When his proposal first came before the Kalispell Planning Board in May, members met it with skepticism. City officials have grand visions for the new trail and the economic corridor they hope it will forge across town.

The discussion shed light on how a city gets from where it is now to where it wants to go.

An HVAC dealer isn’t the kind of business the council members had in mind. The fact remains, however, that the trail is still years off from completion.

At the June 4 City Council meeting, representatives from Alta Planning, a firm hired by the city to help plan the new trail, said construction was likely to begin in the spring of 2020, making any usable trail years off.

In the meantime, older industrial buildings, like one on West Center Street, remiain scattered along the tracks.

“It’s a prominent big property right along the trail corridor, so whatever its use it will have a big impact on the trail and whatever is around it,” Planning Board Member George Giavasis pointed out during the hearing.

The concerns were eased when Waters addressed the board, saying he bought the building because he wanted to be along the future trail corridor and that he was simply planning ahead. He called the HVAC business an “interim use.”

“We bought this property looking forward to the tracks coming out and the potential,” Waters said. “We like all the stuff [developer Mick] Ruis is doing in Columbia Falls and stuff and that is kind of our vision at this time.”

He said his family already owns an HVAC business in Evergreen, and using this space on West Center Street is a stepping stone for that business.
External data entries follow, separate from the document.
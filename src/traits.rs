//! Traits for storage abstraction and extensibility

use async_trait::async_trait;
use chrono::NaiveDate;

use crate::counters::CounterKind;
use crate::types::*;

/// Storage abstraction for one dossier database
///
/// The engine runs against any relational backend (PostgreSQL, MySQL,
/// SQLite, in-memory, ...) implementing these methods. The dossier store is
/// shared by several independent processes, so every method that mutates
/// state MUST execute as one atomically-committed transaction: either all
/// of its writes are observable afterwards, or none. Implementations must
/// use parameterized queries throughout; never interpolate values into SQL
/// text.
#[async_trait]
pub trait DossierStorage: Send + Sync {
    // -- counters ----------------------------------------------------------

    /// Last allocated value for a counter kind, 0 if never allocated
    async fn counter_last(&self, kind: CounterKind) -> LedgerResult<u64>;

    /// Increment the counter and durably persist the new value before
    /// returning it
    ///
    /// The read-increment-write must be a single transaction so that two
    /// processes attached to the same dossier can never be handed the same
    /// value. On write failure the call returns `Storage` and no value is
    /// considered allocated.
    async fn counter_next(&mut self, kind: CounterKind) -> LedgerResult<u64>;

    // -- accounts ----------------------------------------------------------

    /// Save a new account
    async fn save_account(&mut self, account: &Account) -> LedgerResult<()>;

    /// Get an account by number
    async fn get_account(&self, number: &str) -> LedgerResult<Option<Account>>;

    /// List all accounts of the dossier, ordered by number
    async fn list_accounts(&self) -> LedgerResult<Vec<Account>>;

    /// Update an existing account
    async fn update_account(&mut self, account: &Account) -> LedgerResult<()>;

    /// Delete an account row
    ///
    /// The engine checks deletability first; the storage only removes the
    /// row.
    async fn delete_account(&mut self, number: &str) -> LedgerResult<()>;

    /// Count entries referencing an account, whatever their status
    async fn account_entry_count(&self, number: &str) -> LedgerResult<u64>;

    // -- entries -----------------------------------------------------------

    /// Persist a new entry row together with its account's mutated buckets,
    /// as one transaction
    async fn insert_entry(&mut self, entry: &Entry, account: &Account) -> LedgerResult<()>;

    /// Persist an updated entry row together with every account it touched,
    /// as one transaction
    ///
    /// `accounts` is empty for linkage-only updates (settlement), holds one
    /// account for a status transition, and may hold two when an editable
    /// entry moved between accounts.
    async fn update_entry(&mut self, entry: &Entry, accounts: &[Account]) -> LedgerResult<()>;

    /// Get an entry by identifier
    async fn get_entry(&self, id: u64) -> LedgerResult<Option<Entry>>;

    /// List entries imputed on an account
    async fn entries_by_account(&self, number: &str) -> LedgerResult<Vec<Entry>>;

    /// List entries of a ledger
    async fn entries_by_ledger(&self, mnemo: &str) -> LedgerResult<Vec<Entry>>;

    /// List entries in a given status
    async fn entries_by_status(&self, status: EntryStatus) -> LedgerResult<Vec<Entry>>;

    /// List entries settled under a settlement number
    async fn entries_by_settlement(&self, number: u64) -> LedgerResult<Vec<Entry>>;

    /// Max effect date among an account's entries in a given status
    async fn max_effect_date(
        &self,
        number: &str,
        status: EntryStatus,
    ) -> LedgerResult<Option<NaiveDate>>;

    // -- conciliation ------------------------------------------------------

    /// Save a new conciliation group with its initial members
    async fn save_group(&mut self, group: &ConciliationGroup) -> LedgerResult<()>;

    /// Get a conciliation group by identifier
    async fn get_group(&self, id: u64) -> LedgerResult<Option<ConciliationGroup>>;

    /// Get the conciliation group owning a member, if any
    async fn get_group_by_member(
        &self,
        member: ConciliationMember,
    ) -> LedgerResult<Option<ConciliationGroup>>;

    /// Attach a member to a group as one atomic check-then-set
    ///
    /// Returns `Ok(true)` when the member was attached, `Ok(false)` when it
    /// already belonged to this very group (idempotent no-op), and
    /// `AlreadyReconciled` when a different group owns it. The ownership
    /// check and the membership write must commit together, so that a bank
    /// line can never transiently belong to two groups.
    async fn attach_group_member(
        &mut self,
        group_id: u64,
        member: ConciliationMember,
    ) -> LedgerResult<bool>;

    /// Replace a group's membership
    async fn update_group(&mut self, group: &ConciliationGroup) -> LedgerResult<()>;

    /// Delete a group and all of its member rows, as one transaction
    async fn delete_group(&mut self, id: u64) -> LedgerResult<()>;
}

/// Trait for implementing custom account validation rules
pub trait AccountValidator: Send + Sync {
    /// Validate an account before saving
    fn validate_account(&self, account: &Account) -> LedgerResult<()>;
}

/// Trait for implementing custom entry validation rules
pub trait EntryValidator: Send + Sync {
    /// Validate an entry before it reaches storage
    fn validate_entry(&self, entry: &Entry) -> LedgerResult<()>;
}

/// Default account validator with the engine's structural rules
pub struct DefaultAccountValidator;

impl AccountValidator for DefaultAccountValidator {
    fn validate_account(&self, account: &Account) -> LedgerResult<()> {
        crate::utils::validation::validate_account_number(&account.number)?;
        crate::utils::validation::validate_label(&account.label)?;
        crate::utils::validation::validate_currency(&account.currency)?;
        Ok(())
    }
}

/// Default entry validator delegating to [`Entry::validate_data`]
pub struct DefaultEntryValidator;

impl EntryValidator for DefaultEntryValidator {
    fn validate_entry(&self, entry: &Entry) -> LedgerResult<()> {
        entry.validate_data()
    }
}
/// The three concurrent balance buckets carried by each account
#[derive(Debug, Clone, Copy, PartialEq, Eq, Hash, Serialize, Deserialize)]
pub enum BalanceBucket {
    /// Amounts of validated entries
    Validated,
    /// Amounts of rough (not yet validated) entries
    Rough,
    /// Amounts of entries dated after the exercice end
    Future,
}

/// OR-able criteria mask for [`Account::is_allowed`]
///
/// The account matches when at least one of the requested criteria holds.
#[derive(Debug, Clone, Copy, PartialEq, Eq)]
pub struct AllowMask(u8);

impl AllowMask {
    /// Match root accounts
    pub const ROOT: AllowMask = AllowMask(1);
    /// Match detail accounts
    pub const DETAIL: AllowMask = AllowMask(1 << 1);
    /// Match settleable accounts
    pub const SETTLEABLE: AllowMask = AllowMask(1 << 2);
    /// Match reconciliable accounts
    pub const RECONCILIABLE: AllowMask = AllowMask(1 << 3);
    /// Match closed accounts
    pub const CLOSED: AllowMask = AllowMask(1 << 4);
    /// Match any account
    pub const ALL: AllowMask = AllowMask(0b1_1111);

    /// Whether all bits of `other` are set in this mask
    pub fn contains(&self, other: AllowMask) -> bool {
        self.0 & other.0 == other.0
    }
}

impl BitOr for AllowMask {
    type Output = AllowMask;

    fn bitor(self, rhs: AllowMask) -> AllowMask {
        AllowMask(self.0 | rhs.0)
    }
}

/// A period-end snapshot of an account's global balance, keyed by date
#[derive(Debug, Clone, PartialEq, Serialize, Deserialize)]
pub struct ArchivedBalance {
    /// Date the snapshot was taken for
    pub date: NaiveDate,
    /// Global debit total (validated + rough + future) at that date
    pub debit: BigDecimal,
    /// Global credit total at that date
    pub credit: BigDecimal,
}

/// A chart-of-accounts node
///
/// The account number is hierarchical by prefix: `411` is the parent of
/// `411000`. Root accounts structure the chart and never receive entries
/// directly; only detail accounts accumulate amounts.
#[derive(Debug, Clone, PartialEq, Serialize, Deserialize)]
pub struct Account {
    /// Hierarchical account number (max 64 chars, first digit is the class)
    pub number: String,
    /// Human-readable account label
    pub label: String,
    /// ISO currency code of the account
    pub currency: String,
    /// Free-form notes
    pub notes: Option<String>,
    /// Root (structuring) account; false means detail account
    pub root: bool,
    /// Whether entries on this account may be settled
    pub settleable: bool,
    /// Whether entries on this account may be reconciled against bank lines
    pub reconciliable: bool,
    /// Whether the balance is carried forward at exercice closing
    pub forwardable: bool,
    /// Closed accounts reject new entries unless explicitly overridden
    pub closed: bool,
    /// Debit total of validated entries
    pub validated_debit: BigDecimal,
    /// Credit total of validated entries
    pub validated_credit: BigDecimal,
    /// Debit total of rough entries
    pub rough_debit: BigDecimal,
    /// Credit total of rough entries
    pub rough_credit: BigDecimal,
    /// Debit total of future-dated entries
    pub future_debit: BigDecimal,
    /// Credit total of future-dated entries
    pub future_credit: BigDecimal,
    /// Ordered period-end snapshots, append-only
    pub archived: Vec<ArchivedBalance>,
    /// When the account was created
    pub created_at: NaiveDateTime,
    /// When the account was last updated
    pub updated_at: NaiveDateTime,
}

impl Account {
    /// Create a new detail account with zeroed buckets
    pub fn new(number: String, label: String, currency: String) -> Self {
        let now = chrono::Utc::now().naive_utc();
        Self {
            number,
            label,
            currency,
            notes: None,
            root: false,
            settleable: false,
            reconciliable: false,
            forwardable: false,
            closed: false,
            validated_debit: BigDecimal::from(0),
            validated_credit: BigDecimal::from(0),
            rough_debit: BigDecimal::from(0),
            rough_credit: BigDecimal::from(0),
            future_debit: BigDecimal::from(0),
            future_credit: BigDecimal::from(0),
            archived: Vec::new(),
            created_at: now,
            updated_at: now,
        }
    }

    /// Create a new root (structuring) account
    pub fn new_root(number: String, label: String, currency: String) -> Self {
        let mut account = Self::new(number, label, currency);
        account.root = true;
        account
    }

    /// The account class, i.e. the first digit of the number
    pub fn class(&self) -> Option<u8> {
        self.number
            .chars()
            .next()
            .and_then(|c| c.to_digit(10))
            .map(|d| d as u8)
    }

    /// Whether this is a detail account (the only kind receiving entries)
    pub fn is_detail(&self) -> bool {
        !self.root
    }

    /// Whether this account is a descendant of `other` by number prefix
    pub fn is_child_of(&self, other: &str) -> bool {
        self.number != other && self.number.starts_with(other)
    }

    /// Whether this account matches at least one criterion of the mask
    pub fn is_allowed(&self, mask: AllowMask) -> bool {
        (mask.contains(AllowMask::ROOT) && self.root)
            || (mask.contains(AllowMask::DETAIL) && self.is_detail())
            || (mask.contains(AllowMask::SETTLEABLE) && self.settleable)
            || (mask.contains(AllowMask::RECONCILIABLE) && self.reconciliable)
            || (mask.contains(AllowMask::CLOSED) && self.closed)
    }

    /// Net balance over the three buckets: total debit minus total credit
    pub fn get_global_solde(&self) -> BigDecimal {
        self.global_debit() - self.global_credit()
    }

    /// Debit total summed over the validated, rough and future buckets
    pub fn global_debit(&self) -> BigDecimal {
        &self.validated_debit + &self.rough_debit + &self.future_debit
    }

    /// Credit total summed over the validated, rough and future buckets
    pub fn global_credit(&self) -> BigDecimal {
        &self.validated_credit + &self.rough_credit + &self.future_credit
    }

    /// Borrow the requested bucket pair as (debit, credit)
    pub fn bucket(&self, bucket: BalanceBucket) -> (&BigDecimal, &BigDecimal) {
        match bucket {
            BalanceBucket::Validated => (&self.validated_debit, &self.validated_credit),
            BalanceBucket::Rough => (&self.rough_debit, &self.rough_credit),
            BalanceBucket::Future => (&self.future_debit, &self.future_credit),
        }
    }

    /// Add an amount to one side of a bucket
    pub fn add_amount(&mut self, bucket: BalanceBucket, side: EntryType, amount: &BigDecimal) {
        let slot = self.bucket_slot(bucket, side);
        *slot = &*slot + amount;
        self.updated_at = chrono::Utc::now().naive_utc();
    }

    /// Subtract an amount from one side of a bucket
    pub fn sub_amount(&mut self, bucket: BalanceBucket, side: EntryType, amount: &BigDecimal) {
        let slot = self.bucket_slot(bucket, side);
        *slot = &*slot - amount;
        self.updated_at = chrono::Utc::now().naive_utc();
    }

    fn bucket_slot(&mut self, bucket: BalanceBucket, side: EntryType) -> &mut BigDecimal {
        match (bucket, side) {
            (BalanceBucket::Validated, EntryType::Debit) => &mut self.validated_debit,
            (BalanceBucket::Validated, EntryType::Credit) => &mut self.validated_credit,
            (BalanceBucket::Rough, EntryType::Debit) => &mut self.rough_debit,
            (BalanceBucket::Rough, EntryType::Credit) => &mut self.rough_credit,
            (BalanceBucket::Future, EntryType::Debit) => &mut self.future_debit,
            (BalanceBucket::Future, EntryType::Credit) => &mut self.future_credit,
        }
    }
}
In the meantime, he could fix up the building, he said.

“Down the road we would like to continue with the city’s proposed planning for sure,” Waters said of the city’s vision to redevelop the area with mixed uses.

Planning Director Tom Jentz said at the hearing that promoting incremental development was the best way forward in his opinion.

“Envision where we are today,” Jentz said. “We like to call it the ‘now, but not yet.’ We are still 18 to 24 months from having a trail. What you are seeing is the first step in what is still an industrial area over there.”

Jentz said seeing local owners buying into the future vision is a good thing, and promoting intermediary steps would ultimately help the area be more desirable.

“They caught the vision and the dream,” Jentz said.

The conditional-use permit was unanimously approved by the City Council.

“We think it’s baby steps in the right direction,” Jentz said.